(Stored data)
● ● ● ●

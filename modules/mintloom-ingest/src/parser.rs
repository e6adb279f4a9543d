//! Pure text heuristics for turning mention text into artifact fields.
//!
//! Four ordered rules, first match wins. Rule 3's joiner behavior (fragments
//! keep their leading whitespace, the joiner supplies `". "`) is pinned by
//! test — see `sentence_split_fallback`.

use std::sync::LazyLock;

use regex::Regex;
use url::Url;

use mintloom_common::{MediaKind, Mention, MintError};

static RE_TAG_TITLE: LazyLock<Regex> =
    LazyLock::new(|| Regex::new(r"(?i)#title\s+([^\n#]+)").unwrap());
static RE_TAG_DESC: LazyLock<Regex> =
    LazyLock::new(|| Regex::new(r"(?i)#description\s+([^\n#]+)").unwrap());
static RE_LABELED: LazyLock<Regex> =
    LazyLock::new(|| Regex::new(r"(?i)title:\s*([^|]+)\|\s*description:\s*(.+)").unwrap());

/// Longest title produced by the whole-text fallback before truncation.
const MAX_FALLBACK_TITLE: usize = 50;

/// Extracted artifact fields.
#[derive(Debug, Clone, PartialEq, Eq)]
pub struct Parsed {
    pub title: String,
    pub description: String,
}

/// Mention text parser bound to the platform handle it must strip.
pub struct MentionParser {
    handle_re: Regex,
}

impl MentionParser {
    pub fn new(handle: &str) -> Self {
        // The handle is escaped, so the pattern always compiles.
        let handle_re = Regex::new(&format!(r"(?i)@{}", regex::escape(handle))).unwrap();
        Self { handle_re }
    }

    /// Strip every `@handle` token (case-insensitive) and trim.
    pub fn clean(&self, raw: &str) -> String {
        self.handle_re.replace_all(raw, "").trim().to_string()
    }

    /// Extract title and description. Deterministic and side-effect-free.
    ///
    /// Rules, in order:
    /// 1. `#title <text>` + `#description <text>` tags (both required)
    /// 2. `Title: <text> | Description: <text>` labels
    /// 3. sentence split on `.` `!` `?` when it yields ≥2 fragments
    /// 4. whole text, title truncated to 50 chars
    pub fn parse(&self, raw: &str) -> Result<Parsed, MintError> {
        let clean = self.clean(raw);
        if clean.is_empty() {
            return Err(MintError::Parse(
                "mention text is empty after cleaning".to_string(),
            ));
        }

        if let (Some(title), Some(desc)) =
            (RE_TAG_TITLE.captures(&clean), RE_TAG_DESC.captures(&clean))
        {
            return Ok(Parsed {
                title: title[1].trim().to_string(),
                description: desc[1].trim().to_string(),
            });
        }

        if let Some(caps) = RE_LABELED.captures(&clean) {
            return Ok(Parsed {
                title: caps[1].trim().to_string(),
                description: caps[2].trim().to_string(),
            });
        }

        // Fragments keep their surrounding whitespace here; only the final
        // title/description are trimmed. The pinned joiner is `". "`.
        let fragments: Vec<&str> = clean
            .split(['.', '!', '?'])
            .filter(|s| !s.trim().is_empty())
            .collect();
        if fragments.len() >= 2 {
            return Ok(Parsed {
                title: fragments[0].trim().to_string(),
                description: fragments[1..].join(". ").trim().to_string(),
            });
        }

        let title = if clean.chars().count() > MAX_FALLBACK_TITLE {
            let head: String = clean.chars().take(MAX_FALLBACK_TITLE).collect();
            format!("{head}...")
        } else {
            clean.clone()
        };
        Ok(Parsed {
            title,
            description: clean,
        })
    }
}

/// Pick the image for a mention, or `None` if it has no usable one.
///
/// Attached photo media wins over linked URLs; a linked URL counts only if
/// its path (not query) ends in an image suffix. Mentions without an image
/// are skipped by the pipeline — an artifact without an image is never
/// created.
pub fn resolve_image(mention: &Mention) -> Option<String> {
    if let Some(photo) = mention.media.iter().find(|m| m.kind == MediaKind::Photo) {
        if let Some(url) = photo.url.clone().or_else(|| photo.preview_url.clone()) {
            return Some(url);
        }
    }

    mention
        .linked_urls
        .iter()
        .find(|raw| has_image_suffix(raw))
        .cloned()
}

fn has_image_suffix(raw: &str) -> bool {
    let Ok(url) = Url::parse(raw) else {
        return false;
    };
    let path = url.path().to_ascii_lowercase();
    path.ends_with(".jpg") || path.ends_with(".jpeg") || path.ends_with(".png")
}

● ● ● ●

■ **Exercise requirements**
From the entries, report every line in which the string "artifact" occurs.

■ **Solution for this problem**
//! Pure text heuristics for turning mention text into artifact fields.
/// Extracted artifact fields.
/// are skipped by the pipeline — an artifact without an image is never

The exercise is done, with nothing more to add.